Sylvia Roth s'aperçoit surtout que la propriété légale du mirobolant patrimoine familial est en grande partie dissimulée dans des sociétés-écrans, des trusts opportunément domiciliés dans des paradis fiscaux, aux Bahamas, aux îles Caïmans ou à Guernesey. Des structures offshore prisées par les évadés fiscaux. Sylvia porte donc plainte pour abus de confiance. Et en 2009, la justice ouvre une enquête. Après des années d'un intense combat judiciaire, l'affaire est lancée. La veuve s'éteint l'année suivante, en 2010, et ne connaîtra pas le dénouement de l'histoire.

Liouba, la seconde épouse loquace

De ces trois femmes, Liouba Stoupakova est celle qui a fourni les documents les plus compromettants aux juges d'instruction. Elle a été la seconde et jeune épouse d'Alec durant les huit dernières années de sa vie. Après la mort de son mari, en 2008, la veuve trentenaire se brouille avec sa belle-famille.
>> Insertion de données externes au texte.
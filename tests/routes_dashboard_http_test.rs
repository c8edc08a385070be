// ABOUTME: HTTP integration tests for the dashboard route
// ABOUTME: Covers login redirects, degraded backends, and the populated SQLite happy path
//
// SPDX-License-Identifier: MIT OR Apache-2.0
// Copyright (c) 2025 Pierre Fitness Intelligence

#![allow(clippy::unwrap_used, clippy::expect_used, clippy::panic)]
#![allow(missing_docs)]

mod helpers;

use chrono::{Duration, TimeZone, Utc};
use fitlink_server::database::{DatabaseProvider, EventRecord, SqliteDatabase};
use fitlink_server::models::DashboardView;
use fitlink_server::routes::DashboardRoutes;
use helpers::axum_test::AxumTestRequest;
use helpers::test_utils::{
    activity, configured_oauth, resources, test_auth_manager, FailingDatabase, RecordingDatabase,
};
use std::sync::Arc;
use uuid::Uuid;

fn token_for(user_id: Uuid) -> String {
    test_auth_manager().generate_token(user_id, None).unwrap()
}

// ============================================================================
// Unauthenticated
// ============================================================================

#[tokio::test]
async fn test_no_session_redirects_to_login_without_queries() {
    let database = Arc::new(RecordingDatabase::default());
    let app = DashboardRoutes::routes(resources(configured_oauth(), database.clone()));

    let response = AxumTestRequest::get("/dashboard").send(app).await;

    assert_eq!(response.status(), 303);
    assert_eq!(response.header("location").as_deref(), Some("/login"));
    assert_eq!(database.call_count(), 0);
}

#[tokio::test]
async fn test_invalid_session_redirects_to_login_without_queries() {
    let database = Arc::new(RecordingDatabase::default());
    let app = DashboardRoutes::routes(resources(configured_oauth(), database.clone()));

    let response = AxumTestRequest::get("/dashboard")
        .bearer("not-a-jwt")
        .send(app.clone())
        .await;
    assert_eq!(response.status(), 303);

    let foreign = fitlink_server::auth::AuthManager::new(b"other-secret", 1)
        .generate_token(Uuid::new_v4(), None)
        .unwrap();
    let response = AxumTestRequest::get("/dashboard")
        .header("cookie", &format!("auth_token={foreign}"))
        .send(app)
        .await;
    assert_eq!(response.status(), 303);

    assert_eq!(database.call_count(), 0);
}

// ============================================================================
// Authenticated, empty or failing backend
// ============================================================================

#[tokio::test]
async fn test_empty_backend_renders_empty_view() {
    let database = Arc::new(RecordingDatabase::default());
    let app = DashboardRoutes::routes(resources(configured_oauth(), database.clone()));

    let response = AxumTestRequest::get("/dashboard")
        .bearer(&token_for(Uuid::new_v4()))
        .send(app)
        .await;

    assert_eq!(response.status(), 200);
    let view: DashboardView = response.json();
    assert_eq!(view, DashboardView::default());
    assert_eq!(database.call_count(), 3);
}

#[tokio::test]
async fn test_failing_backend_degrades_to_defaults() {
    let app = DashboardRoutes::routes(resources(configured_oauth(), Arc::new(FailingDatabase)));

    let response = AxumTestRequest::get("/dashboard")
        .bearer(&token_for(Uuid::new_v4()))
        .send(app)
        .await;

    assert_eq!(response.status(), 200);
    let view: DashboardView = response.json();
    assert!(view.activities.is_empty());
    assert_eq!(view.event_count, 0);
    assert_eq!(view.registration_count, 0);
}

// ============================================================================
// Authenticated, populated SQLite
// ============================================================================

#[tokio::test]
async fn test_dashboard_with_sqlite_data() {
    let db = SqliteDatabase::connect("sqlite::memory:").await.unwrap();
    let user_id = Uuid::new_v4();
    let other_user = Uuid::new_v4();
    let base = Utc.with_ymd_and_hms(2025, 3, 1, 7, 0, 0).unwrap();

    for (i, id) in ["a", "b", "c"].iter().enumerate() {
        db.upsert_activity(&activity(user_id, id, base + Duration::days(i as i64)))
            .await
            .unwrap();
    }
    db.upsert_activity(&activity(other_user, "z", base + Duration::days(10)))
        .await
        .unwrap();

    let events: Vec<EventRecord> = (0..3)
        .map(|i| EventRecord {
            id: Uuid::new_v4(),
            title: format!("Parkrun {i}"),
        })
        .collect();
    for event in &events {
        db.create_event(event).await.unwrap();
    }
    db.register_for_event(events[0].id, user_id).await.unwrap();
    db.register_for_event(events[1].id, other_user).await.unwrap();

    let app = DashboardRoutes::routes(resources(configured_oauth(), Arc::new(db)));
    let response = AxumTestRequest::get("/dashboard")
        .header("cookie", &format!("auth_token={}", token_for(user_id)))
        .send(app)
        .await;

    assert_eq!(response.status(), 200);
    let view: DashboardView = response.json();
    let ids: Vec<&str> = view.activities.iter().map(|a| a.id.as_str()).collect();
    assert_eq!(ids, ["c", "b", "a"]);
    assert_eq!(view.event_count, 3);
    assert_eq!(view.registration_count, 1);
}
L'ancienne mannequin devenue sculptrice s'estime lésée dans la succession. Et elle finit par se venger.

Entre temps, Liouba affirme avoir reçu un appel anonyme l'avertissant qu’elle a un contrat sur sa tête. Coup de bluff ou menace réelle ? Impossible de savoir. Toujours est-il que la veuve a porté plainte à Paris pour "menaces et tentative d’assassinat", assure Paris Match.

Elle rejoint Sylvia Roth et lui fournit de précieuses munitions en révélant l'existence de l'une des plus incroyables sociétés-écrans des "W", le Delta Trust, et de son milliard de dollars de toiles de maîtres, écrit Paris Match. En 2011, elle entre cette fois en guerre ouverte avec les Wildenstein, déposant plainte contre X pour abus de confiance, avec constitution de partie civile. Quelques mois plus tard, le fisc français dépose à son tour deux plaintes successives pour fraude fiscale. Le sort des "W" est scellé.

Liouba Stoupakova et Alec Wildenstein, à Paris, le 5 octobre 2003.
Liouba Stoupakova et Alec Wildenstein, à Paris, le 5 octobre 2003. (SEL AHMET / SIPA)

La veuve expose aussi aux magistrats un pacte secret, révélé par Le Point, la liant à son beau-frère depuis la mort de son époux. A la mort d'Alec, Liouba a hérité d’un cadeau empoisonné : une dette fiscale de 5 millions d’euros. Elle n'a pas les moyens de l'honorer. Car les millions dont elle a aussi hérité ont été placés par son mari dans un trust. Or celui-ci est géré par un avocat suisse, proche de son beau-frère.

Guy Wildenstein lui propose donc un arrangement : afin de s'acquitter de sa dette, il lui fera onze prêts d’un million d’euros environ chacun qu’elle remboursera plus tard, une fois l’argent débloqué. Mais ce montage financier permet surtout au premier de frauder le fisc et fait de la seconde sa complice, note L'Express.

Entrée dans la bataille judiciaire en tant que victime, Liouba en sort mise en examen pour complicité de blanchiment aggravé. Devant le tribunal correctionnel de Paris, elle comparaîtra donc sur le banc des prévenus aux côtés de Guy, son beau-frère, et d'Alec Junior, le fils de son défunt mari.